Понимание хищения как корыстного преступления определяло критическое отношение автора к положению, неоднократно фиксировавшемуся в постановлениях Пленума Верховного Суда СССР (1973, 1977, 1980 и 1985 гг.) о судебной практике по делам о приписках и других искажениях отчетности о выполнении планов, что, если приписки и другие искажения отчетных данных были сопряжены с последующим умышленным внесением в соответствующие документы заведомо ложных сведений и с незаконным безвозмездным обращением государственных или общественных средств в свою собственность или собственность других лиц, содеянное должно квалифицироваться по совокупности статей УК, предусматривающих ответственность за приписки и за хищение. При этом размер хищения определялся всей суммой незаконно выплаченных денежных средств, включая и безвозмездно переданные другим лицам в виде зарплаты и премий.

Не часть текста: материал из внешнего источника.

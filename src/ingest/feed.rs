// src/ingest/feed.rs
use async_trait::async_trait;
use serde_json::Value;
use std::time::Duration;

use crate::error::FeedError;
use crate::ingest::types::FeedSource;

// Some calendar hosts reject requests without browser-like headers.
const USER_AGENT: &str = "Mozilla/5.0 (Windows NT 10.0; Win64; x64) AppleWebKit/537.36 (KHTML, like Gecko) Chrome/120.0 Safari/537.36";
const ACCEPT: &str = "application/json,text/plain,*/*";

/// JSON calendar feed, fetched over HTTP or served from an in-memory fixture.
pub struct JsonFeed {
    mode: Mode,
}

enum Mode {
    Fixture(String),
    Http {
        url: String,
        client: reqwest::Client,
        timeout: Duration,
    },
}

impl JsonFeed {
    /// Fixture text is parsed on every fetch, so malformed fixtures fail like a bad response.
    pub fn from_fixture_str(s: &str) -> Self {
        Self {
            mode: Mode::Fixture(s.to_string()),
        }
    }

    pub fn from_url(url: impl Into<String>) -> Self {
        Self {
            mode: Mode::Http {
                url: url.into(),
                client: reqwest::Client::new(),
                timeout: Duration::from_secs(30),
            },
        }
    }

    pub fn with_timeout(mut self, secs: u64) -> Self {
        if let Mode::Http { timeout, .. } = &mut self.mode {
            *timeout = Duration::from_secs(secs);
        }
        self
    }
}

#[async_trait]
impl FeedSource for JsonFeed {
    async fn fetch(&self) -> Result<Value, FeedError> {
        match &self.mode {
            Mode::Fixture(s) => Ok(serde_json::from_str(s)?),
            Mode::Http {
                url,
                client,
                timeout,
            } => {
                let rsp = client
                    .get(url)
                    .timeout(*timeout)
                    .header(reqwest::header::USER_AGENT, USER_AGENT)
                    .header(reqwest::header::ACCEPT, ACCEPT)
                    .header(reqwest::header::ACCEPT_LANGUAGE, "en-US,en;q=0.9")
                    .send()
                    .await?;
                let status = rsp.status();
                if !status.is_success() {
                    tracing::warn!(%status, feed = %url, "feed returned non-2xx");
                    return Err(FeedError::Status(status));
                }
                let body = rsp.bytes().await?;
                let text = String::from_utf8_lossy(&body);
                Ok(serde_json::from_str(&text)?)
            }
        }
    }

    fn name(&self) -> &str {
        match &self.mode {
            Mode::Fixture(_) => "fixture",
            Mode::Http { url, .. } => url,
        }
    }
}
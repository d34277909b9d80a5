//! Calendar-interchange (ICS) text parsing.
//!
//! A deliberately small line scanner, not a full RFC 5545 implementation:
//! it extracts the handful of properties the appointment import needs.
//! Property parameters (`DTSTART;VALUE=DATE:...`) are stripped from the
//! key. Timezone suffixes on date-time values are ignored: a trailing `Z`
//! is dropped without conversion, which is a documented limitation of the
//! import.

use serde::{Deserialize, Serialize};

const BEGIN_EVENT: &str = "BEGIN:VEVENT";
const END_EVENT: &str = "END:VEVENT";

/// One event extracted from an ICS document.
#[derive(Debug, Clone, Default, PartialEq, Eq, Serialize, Deserialize)]
pub struct ParsedEvent {
    pub subject: String,
    pub location: String,
    pub description: String,
    /// Local ISO-like timestamp, `YYYY-MM-DDTHH:MM:SS`; empty when the
    /// block carried no parseable DTSTART.
    pub start: String,
    pub end: String,
    pub all_day: bool,
}

/// Scan `text` for `VEVENT` blocks and extract one record per block.
///
/// Blocks without a matching end marker are dropped: no event is emitted
/// for them.
pub fn parse_ics(text: &str) -> Vec<ParsedEvent> {
    let mut events = Vec::new();
    let mut current: Option<ParsedEvent> = None;

    for line in text.lines() {
        let line = line.trim_end_matches('\r');

        if line.starts_with(BEGIN_EVENT) {
            // A nested/unterminated begin discards the previous open block.
            current = Some(ParsedEvent::default());
        } else if line.starts_with(END_EVENT) {
            if let Some(event) = current.take() {
                events.push(event);
            }
        } else if let Some(event) = current.as_mut() {
            apply_property(event, line);
        }
    }

    events
}

fn apply_property(event: &mut ParsedEvent, line: &str) {
    let Some((raw_key, value)) = line.split_once(':') else {
        return;
    };

    // Strip parameter suffixes: "DTSTART;VALUE=DATE" -> "DTSTART".
    let key = raw_key.split(';').next().unwrap_or(raw_key);

    match key {
        "SUMMARY" => event.subject = value.to_string(),
        "LOCATION" => event.location = value.to_string(),
        "DESCRIPTION" => event.description = value.to_string(),
        "DTSTART" => {
            if let Some(normalised) = normalise_ics_date(value) {
                event.start = normalised;
            }
            if value.len() == 8 {
                event.all_day = true;
            }
        }
        "DTEND" => {
            if let Some(normalised) = normalise_ics_date(value) {
                event.end = normalised;
            }
        }
        _ => {}
    }
}

/// Normalise an ICS date or date-time value to `YYYY-MM-DDTHH:MM:SS`.
///
/// An 8-character value (`YYYYMMDD`) is date-only and maps to midnight. A
/// date-time (`YYYYMMDDTHHMMSS`, optionally suffixed `Z`) is reassembled
/// without any timezone conversion.
fn normalise_ics_date(value: &str) -> Option<String> {
    if value.len() < 8 || !value.is_char_boundary(8) {
        return None;
    }

    let (date, rest) = value.split_at(8);
    if !date.bytes().all(|b| b.is_ascii_digit()) {
        return None;
    }

    let (year, month_day) = date.split_at(4);
    let (month, day) = month_day.split_at(2);

    let time = match rest.strip_prefix('T') {
        Some(t) if t.len() >= 6 => &t[..6],
        _ => "000000",
    };
    if !time.bytes().all(|b| b.is_ascii_digit()) {
        return None;
    }

    Some(format!("{year}-{month}-{day}T{}:{}:{}", &time[..2], &time[2..4], &time[4..6]))
}
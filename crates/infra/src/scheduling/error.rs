//! Scheduler error types

use thiserror::Error;
use zeitlog_domain::ZeitlogError;

use crate::errors::InfraError;

/// Scheduler-specific errors
#[derive(Debug, Error)]
pub enum SchedulerError {
    /// Scheduler is already running
    #[error("Scheduler already running")]
    AlreadyRunning,

    /// Scheduler is not running
    #[error("Scheduler not running")]
    NotRunning,

    /// Failed to create scheduler
    #[error("Failed to create scheduler: {0}")]
    CreationFailed(String),

    /// Failed to start scheduler
    #[error("Failed to start scheduler: {0}")]
    StartFailed(String),

    /// Failed to stop scheduler
    #[error("Failed to stop scheduler: {0}")]
    StopFailed(String),

    /// Failed to register job
    #[error("Failed to register job: {0}")]
    JobRegistrationFailed(String),

    /// Operation timed out
    #[error("Operation timed out after {seconds}s")]
    Timeout { seconds: u64 },

    /// Task join failed
    #[error("Task join failed: {0}")]
    TaskJoinFailed(String),
}

impl From<SchedulerError> for InfraError {
    fn from(err: SchedulerError) -> Self {
        let mapped = match err {
            SchedulerError::AlreadyRunning | SchedulerError::NotRunning => {
                ZeitlogError::InvalidInput(err.to_string())
            }
            _ => ZeitlogError::Internal(err.to_string()),
        };
        InfraError(mapped)
    }
}

impl From<SchedulerError> for ZeitlogError {
    fn from(err: SchedulerError) -> Self {
        InfraError::from(err).into()
    }
}

/// Convenience type alias for scheduler operations
pub type SchedulerResult<T> = Result<T, SchedulerError>;
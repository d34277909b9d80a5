//! Configuration loading

mod loader;

pub use loader::{load_config, load_from_file, probe_config_paths};
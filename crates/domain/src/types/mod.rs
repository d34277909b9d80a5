//! Domain types and models

pub mod calendar;
pub mod entry;
pub mod reports;
pub mod task;
pub mod timer;

pub use calendar::{Appointment, AppointmentSource, ImportSummary};
pub use entry::{EntryFilter, NewEntry, TimeEntry};
pub use reports::{DateRange, MergedBlock, Period, PeriodStats, ProjectShare};
pub use task::{Task, TaskBucket, TaskPriority, TaskStatus};
pub use timer::{TimerMode, TimerSnapshot, TimerState};

use serde::{Deserialize, Serialize};

/// Named category for time entries, identified by its name.
#[derive(Debug, Clone, PartialEq, Eq, Serialize, Deserialize)]
pub struct Project {
    pub name: String,
    pub color: String,
    pub created_at: i64,
}

/// Payload handed to the push-notification collaborator.
#[derive(Debug, Clone, PartialEq, Eq, Serialize, Deserialize)]
pub struct Notification {
    pub title: String,
    pub body: String,
    /// Collapse key so repeated alarms replace each other on the device.
    pub tag: String,
}
//! # Zeitlog Domain
//!
//! Business domain types and models for Zeitlog.
//!
//! This crate contains:
//! - Domain data types (TimeEntry, Project, Task, Appointment, TimerState)
//! - Domain error types and Result definitions
//! - Configuration structures
//! - Domain constants and the leaf algorithms (time arithmetic, period
//!   resolution, ICS parsing)
//!
//! ## Architecture
//! - No dependencies on other Zeitlog crates
//! - Only external dependencies allowed
//! - Pure domain models and data structures

pub mod config;
pub mod constants;
pub mod errors;
pub mod types;
pub mod utils;

// Re-export commonly used items
pub use config::*;
pub use errors::*;
pub use types::*;
// Re-export the leaf algorithms
pub use utils::ics::{parse_ics, ParsedEvent};
pub use utils::period::resolve_range;
pub use utils::time::{hours_between, minutes_of};
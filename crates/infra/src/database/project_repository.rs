//! SQLite-backed implementation of the ProjectRepository port.

use std::sync::Arc;

use async_trait::async_trait;
use rusqlite::{params, Row};
use zeitlog_core::projects::ports::ProjectRepository;
use zeitlog_domain::{Project, Result};

use super::manager::SqlitePool;
use crate::errors::InfraError;

pub struct SqliteProjectRepository {
    pool: Arc<SqlitePool>,
}

impl SqliteProjectRepository {
    pub fn new(pool: Arc<SqlitePool>) -> Self {
        Self { pool }
    }
}

fn map_project(row: &Row<'_>) -> rusqlite::Result<Project> {
    Ok(Project { name: row.get(0)?, color: row.get(1)?, created_at: row.get(2)? })
}

#[async_trait]
impl ProjectRepository for SqliteProjectRepository {
    async fn upsert(&self, project: Project) -> Result<()> {
        let conn = self.pool.get().map_err(InfraError::from)?;
        conn.execute(
            "INSERT INTO projects (name, color, created_at) VALUES (?1, ?2, ?3)
             ON CONFLICT(name) DO UPDATE SET color = excluded.color",
            params![project.name, project.color, project.created_at],
        )
        .map_err(InfraError::from)?;
        Ok(())
    }

    async fn delete(&self, name: &str) -> Result<()> {
        let conn = self.pool.get().map_err(InfraError::from)?;
        conn.execute("DELETE FROM projects WHERE name = ?1", params![name])
            .map_err(InfraError::from)?;
        Ok(())
    }

    async fn get(&self, name: &str) -> Result<Option<Project>> {
        let conn = self.pool.get().map_err(InfraError::from)?;
        let result = conn
            .query_row(
                "SELECT name, color, created_at FROM projects WHERE name = ?1",
                params![name],
                map_project,
            )
            .map(Some)
            .or_else(|err| match err {
                rusqlite::Error::QueryReturnedNoRows => Ok(None),
                other => Err(InfraError::from(other)),
            })?;
        Ok(result)
    }

    async fn list(&self) -> Result<Vec<Project>> {
        let conn = self.pool.get().map_err(InfraError::from)?;
        let mut stmt = conn
            .prepare("SELECT name, color, created_at FROM projects ORDER BY name")
            .map_err(InfraError::from)?;
        let projects = stmt
            .query_map(params![], map_project)
            .map_err(InfraError::from)?
            .collect::<rusqlite::Result<Vec<_>>>()
            .map_err(InfraError::from)?;
        Ok(projects)
    }
}
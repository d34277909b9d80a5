//! Error types used throughout the application

use serde::{Deserialize, Serialize};
use thiserror::Error;

/// Main error type for Zeitlog
#[derive(Error, Debug, Serialize, Deserialize)]
#[serde(tag = "type", content = "message")]
pub enum ZeitlogError {
    #[error("Database error: {0}")]
    Database(String),

    #[error("Configuration error: {0}")]
    Config(String),

    #[error("Network error: {0}")]
    Network(String),

    #[error("Not found: {0}")]
    NotFound(String),

    #[error("Invalid input: {0}")]
    InvalidInput(String),

    #[error("Conflict: {0}")]
    Conflict(String),

    #[error("Internal error: {0}")]
    Internal(String),
}

/// Result type alias for Zeitlog operations
pub type Result<T> = std::result::Result<T, ZeitlogError>;
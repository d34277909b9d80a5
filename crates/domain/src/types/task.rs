//! Task types

use serde::{Deserialize, Serialize};

/// A to-do item with an optional due date.
#[derive(Debug, Clone, PartialEq, Eq, Serialize, Deserialize)]
pub struct Task {
    pub id: String,
    pub title: String,
    /// `YYYY-MM-DD`, compared lexically against the current date.
    pub due_date: Option<String>,
    pub priority: TaskPriority,
    pub notes: String,
    pub status: TaskStatus,
    pub created_at: i64,
}

#[derive(Debug, Clone, Copy, PartialEq, Eq, Serialize, Deserialize)]
#[serde(rename_all = "snake_case")]
pub enum TaskPriority {
    Low,
    Medium,
    High,
}

#[derive(Debug, Clone, Copy, PartialEq, Eq, Serialize, Deserialize)]
#[serde(rename_all = "snake_case")]
pub enum TaskStatus {
    Open,
    Done,
}

/// Render-time classification of a task against the current date.
#[derive(Debug, Clone, Copy, PartialEq, Eq, Serialize, Deserialize)]
#[serde(rename_all = "snake_case")]
pub enum TaskBucket {
    Overdue,
    DueToday,
    Upcoming,
    Completed,
}

impl TaskPriority {
    pub fn as_str(&self) -> &'static str {
        match self {
            Self::Low => "low",
            Self::Medium => "medium",
            Self::High => "high",
        }
    }

    pub fn parse(value: &str) -> Option<Self> {
        match value {
            "low" => Some(Self::Low),
            "medium" => Some(Self::Medium),
            "high" => Some(Self::High),
            _ => None,
        }
    }
}

impl TaskStatus {
    pub fn as_str(&self) -> &'static str {
        match self {
            Self::Open => "open",
            Self::Done => "done",
        }
    }

    pub fn parse(value: &str) -> Option<Self> {
        match value {
            "open" => Some(Self::Open),
            "done" => Some(Self::Done),
            _ => None,
        }
    }
}
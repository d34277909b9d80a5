//! HTTP client for the push delivery endpoint.
//!
//! POSTs one JSON payload per token. The endpoint answering 404 or 410
//! means the token is dead; the sweep treats that as a normal outcome and
//! prunes the token, so it is not surfaced as an error here.

use std::time::Duration;

use async_trait::async_trait;
use serde::Serialize;
use tracing::{debug, warn};
use zeitlog_core::alarm::ports::{DeliveryOutcome, PushNotifier};
use zeitlog_domain::{Notification, Result, ZeitlogError};

use crate::errors::InfraError;

const REQUEST_TIMEOUT: Duration = Duration::from_secs(10);

#[derive(Serialize)]
struct PushPayload<'a> {
    token: &'a str,
    title: &'a str,
    body: &'a str,
    tag: &'a str,
}

pub struct HttpPushNotifier {
    client: reqwest::Client,
    endpoint: String,
}

impl HttpPushNotifier {
    pub fn new(endpoint: String) -> Result<Self> {
        let client = reqwest::Client::builder()
            .timeout(REQUEST_TIMEOUT)
            .build()
            .map_err(InfraError::from)?;
        Ok(Self { client, endpoint })
    }
}

#[async_trait]
impl PushNotifier for HttpPushNotifier {
    async fn send(&self, token: &str, notification: &Notification) -> Result<DeliveryOutcome> {
        let payload = PushPayload {
            token,
            title: &notification.title,
            body: &notification.body,
            tag: &notification.tag,
        };

        let response = self
            .client
            .post(&self.endpoint)
            .json(&payload)
            .send()
            .await
            .map_err(InfraError::from)?;

        let status = response.status();
        if status.is_success() {
            debug!(status = %status, "push delivered");
            return Ok(DeliveryOutcome::Delivered);
        }
        if status == reqwest::StatusCode::NOT_FOUND || status == reqwest::StatusCode::GONE {
            warn!(status = %status, "push token rejected as dead");
            return Ok(DeliveryOutcome::InvalidToken);
        }
        Err(ZeitlogError::Network(format!("push endpoint answered {status}")))
    }
}

#[cfg(test)]
mod tests {
    use wiremock::matchers::{body_partial_json, method, path};
    use wiremock::{Mock, MockServer, ResponseTemplate};

    use super::*;

    fn notification() -> Notification {
        Notification {
            title: "Zeit abgelaufen!".to_string(),
            body: "Timer für Alpha ist abgelaufen.".to_string(),
            tag: "timer-alarm".to_string(),
        }
    }

    #[tokio::test]
    async fn success_is_delivered() {
        let server = MockServer::start().await;
        Mock::given(method("POST"))
            .and(path("/push"))
            .and(body_partial_json(serde_json::json!({
                "token": "abc",
                "title": "Zeit abgelaufen!",
            })))
            .respond_with(ResponseTemplate::new(200))
            .expect(1)
            .mount(&server)
            .await;

        let notifier = HttpPushNotifier::new(format!("{}/push", server.uri())).unwrap();
        let outcome = notifier.send("abc", &notification()).await.unwrap();
        assert_eq!(outcome, DeliveryOutcome::Delivered);
    }

    #[tokio::test]
    async fn dead_token_statuses_map_to_invalid_token() {
        for status in [404u16, 410] {
            let server = MockServer::start().await;
            Mock::given(method("POST"))
                .respond_with(ResponseTemplate::new(status))
                .mount(&server)
                .await;

            let notifier = HttpPushNotifier::new(server.uri()).unwrap();
            let outcome = notifier.send("dead", &notification()).await.unwrap();
            assert_eq!(outcome, DeliveryOutcome::InvalidToken, "status {status}");
        }
    }

    #[tokio::test]
    async fn server_errors_are_network_errors() {
        let server = MockServer::start().await;
        Mock::given(method("POST"))
            .respond_with(ResponseTemplate::new(500))
            .mount(&server)
            .await;

        let notifier = HttpPushNotifier::new(server.uri()).unwrap();
        let err = notifier.send("abc", &notification()).await.unwrap_err();
        assert!(matches!(err, ZeitlogError::Network(_)));
    }
}
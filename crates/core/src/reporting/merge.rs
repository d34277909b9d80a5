//! Coalesce back-to-back entries into printable blocks
//!
//! The entries view stores each activity change as its own row; reports
//! want one row per contiguous sitting. Two entries merge when they share
//! a date, the earlier one ends exactly when the later one starts, and
//! both are on the same side of the work/break divide.

use zeitlog_domain::constants::is_pause_project;
use zeitlog_domain::utils::time::hours_between;
use zeitlog_domain::{MergedBlock, Result, TimeEntry};

pub fn merge_consecutive(entries: &[TimeEntry]) -> Result<Vec<MergedBlock>> {
    let mut sorted: Vec<&TimeEntry> = entries.iter().collect();
    sorted.sort_by(|a, b| (&a.date, &a.start).cmp(&(&b.date, &b.start)));

    let mut blocks: Vec<MergedBlock> = Vec::new();

    for entry in sorted {
        let entry_is_pause = is_pause_project(&entry.project);

        if let Some(open) = blocks.last_mut() {
            let extends =
                open.date == entry.date && open.end == entry.start && open.is_pause == entry_is_pause;
            if extends {
                open.end = entry.end.clone();
                open.hours = hours_between(&open.start, &open.end)?;
                open.entry_count += 1;
                push_distinct(&mut open.projects, &entry.project);
                push_distinct(&mut open.activities, &entry.activity);
                continue;
            }
        }

        blocks.push(MergedBlock {
            date: entry.date.clone(),
            start: entry.start.clone(),
            end: entry.end.clone(),
            hours: entry.hours,
            is_pause: entry_is_pause,
            entry_count: 1,
            projects: vec![entry.project.clone()],
            activities: distinct_seed(&entry.activity),
        });
    }

    Ok(blocks)
}

fn push_distinct(values: &mut Vec<String>, value: &str) {
    if !value.is_empty() && !values.iter().any(|v| v == value) {
        values.push(value.to_string());
    }
}

fn distinct_seed(value: &str) -> Vec<String> {
    if value.is_empty() {
        Vec::new()
    } else {
        vec![value.to_string()]
    }
}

В опубликованных работах, проанализировав объективную и субъективную стороны такой деятельности виновных, автор утверждал, что объективная сторона хищения путем злоупотребления служебным положением (а не растраты, как ошибочно указывалось в постановлении Пленума Верховного Суда СССР от 18 апреля 1980 г.) начинает реализовываться при оформлении документов на получение премии. При этом корыстные мотивы и цели распространяются лишь на ту сумму премии, которая должна быть выплачена лицам, виновным в приписках, и соучастникам, состоящим с ними в сговоре. В случае фактического получения премии и других выплат вследствие искажения отчетности содеянное должно квалифицироваться как реальная совокупность преступлений: приписки в государственной отчетности о выполнении планов, хищение путем злоупотребления служебным положением (в сумме средств, полученных виновными в приписках и их соучастниками) и злоупотребление служебным положением, причинившее материальный ущерб на остальную сумму незаконно выплаченных средств (4, с. 59–60; 5, с. 62–63; 14, с. 99–101; 15, с. 146–148).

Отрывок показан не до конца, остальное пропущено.